The Ending of The Colbert Report

The Colbert Report

Everyone who knows me knows that Stephen Colbert is my absolute favorite and that The Colbert Report was thus my absolute favorite. My love of the Report is an accepted part of my personality. Even before he received his own show, I loved Stephen Colbert, as my favorite correspondent on The Daily Show. When he got his own show, I loved everything about it almost from day one, and as it slowly figured out what worked best and really grew into itself, it was a four-time weekly treat. I consistently called it a contender for the funniest show on TV, even as it aired many, many more episodes than half hour scripted show, which appeared at most 22 times a year. I was obsessed with many a Colbert bit. Stephen Colbert’s Alpha Squad 7: Lady Nocturne: A Tek Jansen Adventure.
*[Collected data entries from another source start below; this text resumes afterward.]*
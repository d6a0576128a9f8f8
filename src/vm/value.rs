use std::fmt::Display;
use std::sync::Arc;

// Literal values the compiler stores in a chunk's constant pool.
// The chunk itself only ever renders these to text.
#[derive(Debug, Clone)]
pub enum Value {
    Nil,
    Bool(bool),
    Number(f64),
    Str(Arc<str>),
}

impl From<f64> for Value {
    fn from(value: f64) -> Self {
        Value::Number(value)
    }
}

impl From<i64> for Value {
    fn from(value: i64) -> Self {
        Value::Number(value as f64)
    }
}

impl From<bool> for Value {
    fn from(value: bool) -> Self {
        Value::Bool(value)
    }
}

impl From<&str> for Value {
    fn from(value: &str) -> Self {
        Value::Str(Arc::from(value))
    }
}

impl Display for Value {
    fn fmt(&self, f: &mut std::fmt::Formatter<'_>) -> std::fmt::Result {
        match self {
            Value::Nil => write!(f, "nil"),
            Value::Bool(b) => write!(f, "{}", b),
            Value::Number(n) => write!(f, "{}", n),
            Value::Str(s) => write!(f, "{}", s),
        }
    }
}

impl PartialEq for Value {
    fn eq(&self, other: &Self) -> bool {
        match (self, other) {
            (Value::Nil, Value::Nil) => true,
            (Value::Bool(a), Value::Bool(b)) => a == b,
            (Value::Number(a), Value::Number(b)) => a == b,
            (Value::Str(a), Value::Str(b)) => a == b,
            _ => false,
        }
    }
}
pub mod assembler;

pub use crate::asm::assembler::{assemble, Assembler};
Formidable Opponent, in which he argued against himself, his hatred of bears, and the On Notice and Dead to Me lists, three wonderful bits which all disappeared about halfway through the show’s run. Better Know a District. The Atone Phone. Cheating Death with Dr. Stephen T. Colbert, D.F.A, my favorite recurring segment, which became more prominent later in the show. There are so many moments, and bits, and video clips, and examples of Stephen breaking that send me into fits no matter how many times I watch them. While I’m still devastated by the show’s end, I wish Colbert nothing but the best, and hope that I’ll form some attachment to his Late Show run, though I have my doubts. I’ll always have those ten years though.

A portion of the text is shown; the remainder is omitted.